Ad Age’s 2024 Agency Report takes the marketing market’s temperature by looking at the performance of the largest agencies.

It’s been doing it for 79 years, and only four agencies from the first report remain, at least in name. BBDO, McCann, FCB, and Campbell Ewald are all now part of giant holding companies. It’s worth noting that some of the largest agencies, such as Accenture and Accenture Song, show up more than once on the list.

This health of the world’s giant agencies is a big “meh.”

The five biggest legacy firms saw organic revenue grow 1.3% in 2023, down from 7.5% in 2022. That’s a 6-percentage-point drop in revenue growth in one year. Talk about burying the lead. An almost 83% drop in revenue growth in one year is amazing.

The forecast for 2024? Somewhere between 2% and 2.8%.

Agencies’ budgets are growing, but barely, especially considering inflation was most recently 3.3%. The report also finds that the number of agency employees edged up 1.6%, which is in line with revenue growth.

The metrics all indicate a flat or slight decrease in agency value in the broader marketplace.

Small agencies aren’t exempt from difficulties

It’s also been a challenging year for small, independent agencies. They’re left struggling to compete with larger agencies on projects those bigger organizations would never have touched in better times.

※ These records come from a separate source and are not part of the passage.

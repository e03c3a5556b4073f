//! rsheatmap 命令行入口
//! 环境变量与命令行参数等价（clap env 绑定），环境变量名沿用既有部署约定

use std::path::PathBuf;
use std::time::Duration;

use clap::Parser;
use tracing_subscriber::EnvFilter;

use rsheatmap::{
    flatten_rules, ConfigManager, HeatmapConfig, HmResult, LayerBuilder, LayerWriter, OutputMode,
    PriorityScorer, RuleFetcher,
};

#[derive(Parser, Debug)]
#[command(
    name = "rsheatmap",
    version,
    about = "Generate an ATT&CK Navigator heatmap layer from SIEM detection rules"
)]
struct Cli {
    /// SIEM接口地址（协议+主机+端口）
    #[arg(long, env = "BASE_ROUTE")]
    base_route: String,

    /// 规则列表接口路径
    #[arg(long, env = "ELK_ROUTE", default_value = "/api/detection_engine/rules/_find")]
    rule_route: String,

    /// 规则过滤查询片段（?filter=...）
    #[arg(long, env = "ELK_FILTER", default_value = "?filter=alert.attributes.enabled:true")]
    rule_filter: String,

    /// 分页大小查询片段（&per_page=N）
    #[arg(long, env = "ELK_PER_PAGE", default_value = "&per_page=100")]
    per_page: String,

    /// ApiKey凭据
    #[arg(long, env = "ELK_KEY", hide_env_values = true)]
    api_key: String,

    /// 优先级标签前缀（前缀后接单个数字）
    #[arg(long, env = "TAG_PREFIX", default_value = "priority: p")]
    tag_prefix: String,

    /// 瞬时错误最大重试次数
    #[arg(long, env = "RETRY_TOTAL", default_value_t = 3)]
    retry_total: usize,

    /// 指数退避基数（秒）
    #[arg(long, env = "BACKOFF", default_value_t = 15.0)]
    backoff: f64,

    /// 退避上限（秒）
    #[arg(long, env = "BACKOFF_MAX", default_value_t = 60.0)]
    backoff_max: f64,

    /// HTTP超时（秒）
    #[arg(long, env = "HTTP_TIMEOUT", default_value_t = 30)]
    http_timeout: u64,

    /// 热力图名称
    #[arg(long, env = "HEATMAP_NAME", default_value = "Detection Coverage Heatmap")]
    heatmap_name: String,

    /// 战术行背景色
    #[arg(long, env = "TACTIC_ROW_BACKGROUND", default_value = "#dddddd")]
    tactic_row_background: String,

    /// 图层格式版本
    #[arg(long, env = "LAYER_VERSION", default_value = "4.5")]
    layer_version: String,

    /// Navigator版本
    #[arg(long, env = "NAVIGATOR_VERSION", default_value = "4.9.1")]
    navigator_version: String,

    /// 渐变色列表（JSON字符串数组），缺省使用内置渐变
    #[arg(long, env = "DESC_GRADIENT")]
    gradient: Option<String>,

    /// 持久化输出目录
    #[arg(long, env = "OUTPUT_DIR", default_value = ".")]
    output_dir: PathBuf,

    /// 丢弃模式下的校验停留时长（秒）
    #[arg(long, env = "DISCARD_HOLD", default_value_t = 1.0)]
    discard_hold: f64,

    /// 调试模式：持久化输出到输出目录（否则写临时目录后丢弃）
    #[arg(
        long,
        env = "DEBUG",
        action = clap::ArgAction::SetTrue,
        value_parser = clap::builder::FalseyValueParser::new()
    )]
    debug: bool,
}

impl Cli {
    /// 转换为运行配置
    fn into_config(self) -> HmResult<HeatmapConfig> {
        let mut builder = ConfigManager::custom()
            .base_route(self.base_route)
            .rule_route(self.rule_route)
            .rule_filter(self.rule_filter)
            .per_page(self.per_page)
            .api_key(self.api_key)
            .tag_prefix(self.tag_prefix)
            .retry_total(self.retry_total)
            .backoff(self.backoff, self.backoff_max)
            .http_timeout(self.http_timeout)
            .heatmap_name(self.heatmap_name)
            .tactic_row_background(self.tactic_row_background)
            .versions(self.layer_version, self.navigator_version)
            .output_dir(self.output_dir)
            .output_mode(if self.debug {
                OutputMode::Persist
            } else {
                OutputMode::Discard {
                    hold: Duration::from_secs_f64(self.discard_hold.max(0.0)),
                }
            });

        if let Some(raw) = &self.gradient {
            builder = builder.gradient(HeatmapConfig::parse_gradient(raw)?);
        }

        let config = builder.build();
        config.validate()?;
        Ok(config)
    }
}

fn init_logging() {
    let filter = EnvFilter::try_from_default_env().unwrap_or_else(|_| EnvFilter::new("info"));
    tracing_subscriber::fmt()
        .with_env_filter(filter)
        .with_target(false)
        .init();
}

async fn run(cli: Cli) -> HmResult<()> {
    let config = cli.into_config()?;

    // 1. 分页拉取全部规则（全量成功或整体失败）
    let fetcher = RuleFetcher::new(&config)?;
    let rules = fetcher.fetch_all().await?;
    tracing::info!("{} Detection Rules", rules.len());

    // 2. 优先级评分与频次汇报
    let scorer = PriorityScorer::new(&config.tag_prefix)?;
    let index = scorer.collect(&rules);
    index.report(rules.len());

    // 3. 展平为技术条目
    let techniques = flatten_rules(&rules, &index);
    tracing::info!("{} technique entries emitted", techniques.len());

    // 4. 组装图层并写出
    let layer = LayerBuilder::new(&config).build(techniques);
    LayerWriter::write(&layer, &config).await?;
    Ok(())
}

#[tokio::main]
async fn main() {
    init_logging();
    let cli = Cli::parse();

    if let Err(err) = run(cli).await {
        // 不可恢复的HTTP错误：输出响应体便于排障，不写任何产物
        match err.response_body() {
            Some(body) if !body.is_empty() => eprintln!("{body}"),
            _ => eprintln!("rsheatmap: {err}"),
        }
        std::process::exit(1);
    }
}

Specialization of marketing at larger companies also has an impact on the agency marketplace. Demand generation, sales enablement, customer experience, and even customer-enablement programs increasingly lead to a greater need for niche specialists. Companies are more likely to engage with these specialists, from data to technology, content creation to influencer marketing, and measurement to media buying. It’s not unlike the medical industry, where general practitioners have given way to specialists.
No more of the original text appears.